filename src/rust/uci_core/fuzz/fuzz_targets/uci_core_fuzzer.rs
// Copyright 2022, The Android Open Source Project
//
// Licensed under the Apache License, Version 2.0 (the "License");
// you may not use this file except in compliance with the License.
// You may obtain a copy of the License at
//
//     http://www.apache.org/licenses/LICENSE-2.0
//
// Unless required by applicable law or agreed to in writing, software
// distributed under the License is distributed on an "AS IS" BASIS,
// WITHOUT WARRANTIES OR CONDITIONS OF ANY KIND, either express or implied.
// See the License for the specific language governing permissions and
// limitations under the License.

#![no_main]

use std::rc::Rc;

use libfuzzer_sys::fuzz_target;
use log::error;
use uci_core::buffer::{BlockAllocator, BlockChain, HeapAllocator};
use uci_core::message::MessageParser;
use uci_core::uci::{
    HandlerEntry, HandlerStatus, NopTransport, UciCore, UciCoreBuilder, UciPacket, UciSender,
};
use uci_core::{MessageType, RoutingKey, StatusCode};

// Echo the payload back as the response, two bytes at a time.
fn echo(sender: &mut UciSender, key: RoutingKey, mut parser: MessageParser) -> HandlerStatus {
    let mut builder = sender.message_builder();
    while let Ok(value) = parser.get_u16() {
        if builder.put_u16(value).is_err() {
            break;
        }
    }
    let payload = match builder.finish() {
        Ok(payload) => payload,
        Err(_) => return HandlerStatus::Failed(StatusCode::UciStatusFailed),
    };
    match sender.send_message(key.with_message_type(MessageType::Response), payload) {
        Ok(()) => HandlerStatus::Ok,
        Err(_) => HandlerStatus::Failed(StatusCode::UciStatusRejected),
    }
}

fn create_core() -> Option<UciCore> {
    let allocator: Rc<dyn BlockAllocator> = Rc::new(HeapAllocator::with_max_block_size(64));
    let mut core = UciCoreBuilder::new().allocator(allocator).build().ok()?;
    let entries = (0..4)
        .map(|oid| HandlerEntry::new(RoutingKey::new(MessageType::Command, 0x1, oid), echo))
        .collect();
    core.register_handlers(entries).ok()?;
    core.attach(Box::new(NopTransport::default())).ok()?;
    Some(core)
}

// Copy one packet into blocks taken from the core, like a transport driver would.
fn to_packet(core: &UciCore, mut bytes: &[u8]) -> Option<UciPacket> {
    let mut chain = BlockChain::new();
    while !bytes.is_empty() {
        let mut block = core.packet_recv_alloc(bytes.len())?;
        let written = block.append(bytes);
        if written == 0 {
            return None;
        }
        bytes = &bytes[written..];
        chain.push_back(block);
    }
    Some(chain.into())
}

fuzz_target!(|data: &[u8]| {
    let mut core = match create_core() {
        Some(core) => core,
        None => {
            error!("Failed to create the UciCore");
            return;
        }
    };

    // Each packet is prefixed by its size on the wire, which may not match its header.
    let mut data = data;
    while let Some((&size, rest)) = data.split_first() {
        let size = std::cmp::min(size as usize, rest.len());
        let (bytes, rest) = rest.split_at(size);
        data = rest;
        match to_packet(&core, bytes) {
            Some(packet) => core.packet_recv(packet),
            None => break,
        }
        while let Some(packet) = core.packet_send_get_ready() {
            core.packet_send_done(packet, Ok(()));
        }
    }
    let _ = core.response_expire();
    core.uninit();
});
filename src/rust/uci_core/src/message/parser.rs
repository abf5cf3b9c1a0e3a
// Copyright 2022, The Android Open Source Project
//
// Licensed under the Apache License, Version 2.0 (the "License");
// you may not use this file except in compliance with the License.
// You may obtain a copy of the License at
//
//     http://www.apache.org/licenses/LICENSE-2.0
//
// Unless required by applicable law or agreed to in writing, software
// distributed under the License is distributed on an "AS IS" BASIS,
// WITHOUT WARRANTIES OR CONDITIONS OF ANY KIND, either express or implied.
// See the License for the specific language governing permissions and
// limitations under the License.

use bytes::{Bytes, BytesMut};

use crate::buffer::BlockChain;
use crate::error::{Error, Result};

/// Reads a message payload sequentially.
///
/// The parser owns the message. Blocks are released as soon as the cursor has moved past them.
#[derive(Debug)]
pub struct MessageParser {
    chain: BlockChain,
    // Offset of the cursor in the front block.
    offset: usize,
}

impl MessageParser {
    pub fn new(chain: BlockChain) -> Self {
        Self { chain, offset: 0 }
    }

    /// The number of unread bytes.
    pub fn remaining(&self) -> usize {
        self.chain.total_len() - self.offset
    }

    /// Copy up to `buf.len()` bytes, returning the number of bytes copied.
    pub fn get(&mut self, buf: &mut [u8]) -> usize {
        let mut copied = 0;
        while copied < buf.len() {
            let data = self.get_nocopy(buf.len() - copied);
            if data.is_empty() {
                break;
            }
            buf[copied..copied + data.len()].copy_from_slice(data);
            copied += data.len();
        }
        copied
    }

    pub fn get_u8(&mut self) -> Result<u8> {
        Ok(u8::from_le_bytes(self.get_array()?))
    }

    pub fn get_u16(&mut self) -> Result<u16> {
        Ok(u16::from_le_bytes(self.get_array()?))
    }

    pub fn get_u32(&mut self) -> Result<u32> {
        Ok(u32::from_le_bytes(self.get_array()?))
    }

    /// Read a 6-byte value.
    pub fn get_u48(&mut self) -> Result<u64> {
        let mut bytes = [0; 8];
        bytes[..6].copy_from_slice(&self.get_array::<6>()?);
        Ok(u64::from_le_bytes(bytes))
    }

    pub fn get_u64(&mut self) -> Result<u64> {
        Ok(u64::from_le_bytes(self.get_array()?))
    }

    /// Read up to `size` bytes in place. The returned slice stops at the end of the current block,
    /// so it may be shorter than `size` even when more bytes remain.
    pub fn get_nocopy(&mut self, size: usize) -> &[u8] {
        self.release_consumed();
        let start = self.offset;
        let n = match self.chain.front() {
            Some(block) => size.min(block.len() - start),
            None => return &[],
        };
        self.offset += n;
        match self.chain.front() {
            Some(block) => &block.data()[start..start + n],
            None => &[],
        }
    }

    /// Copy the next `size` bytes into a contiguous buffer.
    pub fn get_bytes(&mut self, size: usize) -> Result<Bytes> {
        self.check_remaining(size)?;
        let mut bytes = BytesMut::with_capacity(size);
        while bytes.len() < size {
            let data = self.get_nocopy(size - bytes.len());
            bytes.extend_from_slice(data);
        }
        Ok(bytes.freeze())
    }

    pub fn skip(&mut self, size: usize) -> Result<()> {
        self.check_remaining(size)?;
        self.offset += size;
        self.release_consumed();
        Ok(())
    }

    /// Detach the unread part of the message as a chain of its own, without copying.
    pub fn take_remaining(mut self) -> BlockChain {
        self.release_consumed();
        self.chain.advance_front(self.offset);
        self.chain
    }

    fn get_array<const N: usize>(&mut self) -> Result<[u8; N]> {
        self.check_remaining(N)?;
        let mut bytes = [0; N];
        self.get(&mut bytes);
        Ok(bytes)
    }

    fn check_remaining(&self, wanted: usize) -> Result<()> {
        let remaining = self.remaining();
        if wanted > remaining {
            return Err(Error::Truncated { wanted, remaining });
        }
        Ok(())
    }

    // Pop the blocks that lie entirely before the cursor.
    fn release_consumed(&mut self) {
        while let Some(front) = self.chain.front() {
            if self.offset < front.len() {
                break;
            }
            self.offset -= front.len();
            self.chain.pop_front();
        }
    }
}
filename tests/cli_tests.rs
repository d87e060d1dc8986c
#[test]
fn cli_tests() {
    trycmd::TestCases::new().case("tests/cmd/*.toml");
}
------------------------------------------------
TASK PROMPT:
All that is wanted is the run of lines from the start of the data through the line containing "let mut builder", copied word for word.

EXERCISE OUTPUT:
filename src/rust/uci_core/fuzz/fuzz_targets/uci_core_fuzzer.rs
// Copyright 2022, The Android Open Source Project
//
// Licensed under the Apache License, Version 2.0 (the "License");
// you may not use this file except in compliance with the License.
// You may obtain a copy of the License at
//
//     http://www.apache.org/licenses/LICENSE-2.0
//
// Unless required by applicable law or agreed to in writing, software
// distributed under the License is distributed on an "AS IS" BASIS,
// WITHOUT WARRANTIES OR CONDITIONS OF ANY KIND, either express or implied.
// See the License for the specific language governing permissions and
// limitations under the License.

#![no_main]

use std::rc::Rc;

use libfuzzer_sys::fuzz_target;
use log::error;
use uci_core::buffer::{BlockAllocator, BlockChain, HeapAllocator};
use uci_core::message::MessageParser;
use uci_core::uci::{
    HandlerEntry, HandlerStatus, NopTransport, UciCore, UciCoreBuilder, UciPacket, UciSender,
};
use uci_core::{MessageType, RoutingKey, StatusCode};

// Echo the payload back as the response, two bytes at a time.
fn echo(sender: &mut UciSender, key: RoutingKey, mut parser: MessageParser) -> HandlerStatus {
    let mut builder = sender.message_builder();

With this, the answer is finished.